Working data START

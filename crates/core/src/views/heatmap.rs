use icefield_protocol::{Point, RenderCommand, SharedStr, TextAlign, ThemeToken};

use crate::encoding::{SequentialRamp, format_si_count, label_token_on};
use crate::hexbin::Hexbin;

const LABEL_FONT_SIZE: f64 = 17.5;
const LABEL_BASELINE: f64 = 7.0;
const STROKE_WIDTH: f64 = 0.5;

/// Labelled hexbin heatmap of already-projected points.
///
/// Bin fills follow a sequential ramp up to the fullest bin; each bin shows
/// its count in SI notation in a color that stays readable on its fill.
pub fn render_heatmap(points: &[Point], radius: f64) -> Vec<RenderCommand> {
    let hexbin = Hexbin::new(radius);
    let bins = hexbin.bin(points.iter().copied(), |p| *p);
    if bins.is_empty() {
        return Vec::new();
    }
    let max = bins.iter().map(|b| b.len()).max().unwrap_or(0);
    let ramp = SequentialRamp::new(max as f64);

    let mut commands = Vec::with_capacity(2 + bins.len() * 2);
    commands.push(RenderCommand::BeginGroup {
        id: SharedStr::from("heatmap"),
        label: Some(SharedStr::from("Meteorites per area")),
    });
    for bin in &bins {
        let fill = ramp.color(bin.len() as f64);
        commands.push(RenderCommand::DrawPolygon {
            points: hexbin.hexagon_at(bin.center),
            fill,
            stroke: Some(ThemeToken::HeatStroke),
            stroke_width: STROKE_WIDTH,
        });
        commands.push(RenderCommand::DrawText {
            position: bin.center.offset(0.0, LABEL_BASELINE),
            text: SharedStr::from(format_si_count(bin.len() as u64)),
            color: label_token_on(fill),
            font_size: LABEL_FONT_SIZE,
            align: TextAlign::Center,
            bold: true,
        });
    }
    commands.push(RenderCommand::EndGroup);
    commands
}
//! Facet counts for the portrait gallery filters.

use std::collections::HashMap;

use serde::Serialize;

use crate::model::FinalizedPortrait;

#[derive(Debug, Clone, PartialEq, Serialize)]
#[serde(rename_all = "camelCase")]
pub struct Facets {
    pub genre: Vec<String>,
    pub gender: Vec<String>,
    pub portrait_year: Vec<String>,
    pub age: Vec<String>,
    pub self_portrait: Vec<String>,
}

/// `"label (n)"` entries, most frequent first. Ties keep first-seen order.
fn counted<'a>(keys: impl Iterator<Item = &'a str>) -> Vec<String> {
    let mut order: Vec<&str> = Vec::new();
    let mut counts: HashMap<&str, usize> = HashMap::new();
    for key in keys {
        *counts.entry(key).or_insert_with(|| {
            order.push(key);
            0
        }) += 1;
    }
    let mut rows: Vec<(&str, usize)> = order
        .into_iter()
        .map(|k| (k, counts.get(k).copied().unwrap_or_default()))
        .collect();
    rows.sort_by(|a, b| b.1.cmp(&a.1));
    rows.into_iter()
        .map(|(label, n)| format!("{label} ({n})"))
        .collect()
}

fn sorted(mut entries: Vec<String>) -> Vec<String> {
    entries.sort();
    entries
}

pub fn facets(portraits: &[FinalizedPortrait]) -> Facets {
    let genre = counted(
        portraits
            .iter()
            .filter_map(|p| p.categories.first().map(String::as_str)),
    );
    let gender = counted(portraits.iter().map(|p| p.sex.as_str()));
    let portrait_year = sorted(counted(
        portraits
            .iter()
            .map(|p| p.portrait_year.year_group.as_str()),
    ));
    let age = sorted(counted(
        portraits
            .iter()
            .map(|p| p.age_at_portrait.age_group.as_str()),
    ));
    let mut self_portrait = sorted(counted(
        portraits.iter().map(|p| p.is_self_portrait.as_str()),
    ));
    self_portrait.reverse();

    Facets {
        genre,
        gender,
        portrait_year,
        age,
        self_portrait,
    }
}

#[cfg(test)]
mod tests {
    use super::*;
    use crate::model::{AgeAtPortrait, PortraitYear};

    fn portrait(category: &str, sex: &str, decade: &str, age: &str, own: &str) -> FinalizedPortrait {
        FinalizedPortrait {
            id: String::new(),
            title: String::new(),
            object_type: "Painting".into(),
            portrait_year: PortraitYear {
                original: String::new(),
                year_int: None,
                year_group: decade.into(),
            },
            name: String::new(),
            period: String::new(),
            sex: sex.into(),
            categories: vec![category.into()],
            artist_name: String::new(),
            is_self_portrait: own.into(),
            image_link: String::new(),
            thumbnail_link: String::new(),
            detail_link: None,
            description: String::new(),
            main_events: Vec::new(),
            portrait_moment: String::new(),
            wiki_url: None,
            birth_year: None,
            death_year: None,
            age_at_portrait: AgeAtPortrait {
                age_int: None,
                age_group: age.into(),
            },
        }
    }

    #[test]
    fn facet_ordering() {
        let portraits = vec![
            portrait("Arts", "Female", "1900s", "40s", "No"),
            portrait("Politics & Government", "Male", "1850s", "50s", "No"),
            portrait("Politics & Government", "Male", "1850s", "Unknown", "Yes"),
            portrait("Science", "Male", "1990s", "30s", "No"),
        ];
        let f = facets(&portraits);
        assert_eq!(
            f.genre,
            vec!["Politics & Government (2)", "Arts (1)", "Science (1)"]
        );
        assert_eq!(f.gender, vec!["Male (3)", "Female (1)"]);
        assert_eq!(f.portrait_year, vec!["1850s (2)", "1900s (1)", "1990s (1)"]);
        assert_eq!(f.age, vec!["30s (1)", "40s (1)", "50s (1)", "Unknown (1)"]);
        assert_eq!(f.self_portrait, vec!["Yes (1)", "No (3)"]);
    }
}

Working data END

[What is needed]
The whole of the material above needs to be copied exactly.

[Response area]
filename crates/core/src/views/heatmap.rs
use icefield_protocol::{Point, RenderCommand, SharedStr, TextAlign, ThemeToken};

use crate::encoding::{SequentialRamp, format_si_count, label_token_on};
use crate::hexbin::Hexbin;

const LABEL_FONT_SIZE: f64 = 17.5;
const LABEL_BASELINE: f64 = 7.0;
const STROKE_WIDTH: f64 = 0.5;

/// Labelled hexbin heatmap of already-projected points.
///
/// Bin fills follow a sequential ramp up to the fullest bin; each bin shows
/// its count in SI notation in a color that stays readable on its fill.
pub fn render_heatmap(points: &[Point], radius: f64) -> Vec<RenderCommand> {
    let hexbin = Hexbin::new(radius);
    let bins = hexbin.bin(points.iter().copied(), |p| *p);
    if bins.is_empty() {
        return Vec::new();
    }
    let max = bins.iter().map(|b| b.len()).max().unwrap_or(0);
    let ramp = SequentialRamp::new(max as f64);

    let mut commands = Vec::with_capacity(2 + bins.len() * 2);
    commands.push(RenderCommand::BeginGroup {
        id: SharedStr::from("heatmap"),
        label: Some(SharedStr::from("Meteorites per area")),
    });
    for bin in &bins {
        let fill = ramp.color(bin.len() as f64);
        commands.push(RenderCommand::DrawPolygon {
            points: hexbin.hexagon_at(bin.center),
            fill,
            stroke: Some(ThemeToken::HeatStroke),
            stroke_width: STROKE_WIDTH,
        });
        commands.push(RenderCommand::DrawText {
            position: bin.center.offset(0.0, LABEL_BASELINE),
            text: SharedStr::from(format_si_count(bin.len() as u64)),
            color: label_token_on(fill),
            font_size: LABEL_FONT_SIZE,
            align: TextAlign::Center,
            bold: true,
        });
    }
    commands.push(RenderCommand::EndGroup);
    commands
}
//! Facet counts for the portrait gallery filters.

use std::collections::HashMap;

use serde::Serialize;

use crate::model::FinalizedPortrait;

#[derive(Debug, Clone, PartialEq, Serialize)]
#[serde(rename_all = "camelCase")]
pub struct Facets {
    pub genre: Vec<String>,
    pub gender: Vec<String>,
    pub portrait_year: Vec<String>,
    pub age: Vec<String>,
    pub self_portrait: Vec<String>,
}

/// `"label (n)"` entries, most frequent first. Ties keep first-seen order.
fn counted<'a>(keys: impl Iterator<Item = &'a str>) -> Vec<String> {
    let mut order: Vec<&str> = Vec::new();
    let mut counts: HashMap<&str, usize> = HashMap::new();
    for key in keys {
        *counts.entry(key).or_insert_with(|| {
            order.push(key);
            0
        }) += 1;
    }
    let mut rows: Vec<(&str, usize)> = order
        .into_iter()
        .map(|k| (k, counts.get(k).copied().unwrap_or_default()))
        .collect();
    rows.sort_by(|a, b| b.1.cmp(&a.1));
    rows.into_iter()
        .map(|(label, n)| format!("{label} ({n})"))
        .collect()
}

fn sorted(mut entries: Vec<String>) -> Vec<String> {
    entries.sort();
    entries
}

pub fn facets(portraits: &[FinalizedPortrait]) -> Facets {
    let genre = counted(
        portraits
            .iter()
            .filter_map(|p| p.categories.first().map(String::as_str)),
    );
    let gender = counted(portraits.iter().map(|p| p.sex.as_str()));
    let portrait_year = sorted(counted(
        portraits
            .iter()
            .map(|p| p.portrait_year.year_group.as_str()),
    ));
    let age = sorted(counted(
        portraits
            .iter()
            .map(|p| p.age_at_portrait.age_group.as_str()),
    ));
    let mut self_portrait = sorted(counted(
        portraits.iter().map(|p| p.is_self_portrait.as_str()),
    ));
    self_portrait.reverse();

    Facets {
        genre,
        gender,
        portrait_year,
        age,
        self_portrait,
    }
}

#[cfg(test)]
mod tests {
    use super::*;
    use crate::model::{AgeAtPortrait, PortraitYear};

    fn portrait(category: &str, sex: &str, decade: &str, age: &str, own: &str) -> FinalizedPortrait {
        FinalizedPortrait {
            id: String::new(),
            title: String::new(),
            object_type: "Painting".into(),
            portrait_year: PortraitYear {
                original: String::new(),
                year_int: None,
                year_group: decade.into(),
            },
            name: String::new(),
            period: String::new(),
            sex: sex.into(),
            categories: vec![category.into()],
            artist_name: String::new(),
            is_self_portrait: own.into(),
            image_link: String::new(),
            thumbnail_link: String::new(),
            detail_link: None,
            description: String::new(),
            main_events: Vec::new(),
            portrait_moment: String::new(),
            wiki_url: None,
            birth_year: None,
            death_year: None,
            age_at_portrait: AgeAtPortrait {
                age_int: None,
                age_group: age.into(),
            },
        }
    }

    #[test]
    fn facet_ordering() {
        let portraits = vec![
            portrait("Arts", "Female", "1900s", "40s", "No"),
            portrait("Politics & Government", "Male", "1850s", "50s", "No"),
            portrait("Politics & Government", "Male", "1850s", "Unknown", "Yes"),
            portrait("Science", "Male", "1990s", "30s", "No"),
        ];
        let f = facets(&portraits);
        assert_eq!(
            f.genre,
            vec!["Politics & Government (2)", "Arts (1)", "Science (1)"]
        );
        assert_eq!(f.gender, vec!["Male (3)", "Female (1)"]);
        assert_eq!(f.portrait_year, vec!["1850s (2)", "1900s (1)", "1990s (1)"]);
        assert_eq!(f.age, vec!["30s (1)", "40s (1)", "50s (1)", "Unknown (1)"]);
        assert_eq!(f.self_portrait, vec!["Yes (1)", "No (3)"]);
    }
}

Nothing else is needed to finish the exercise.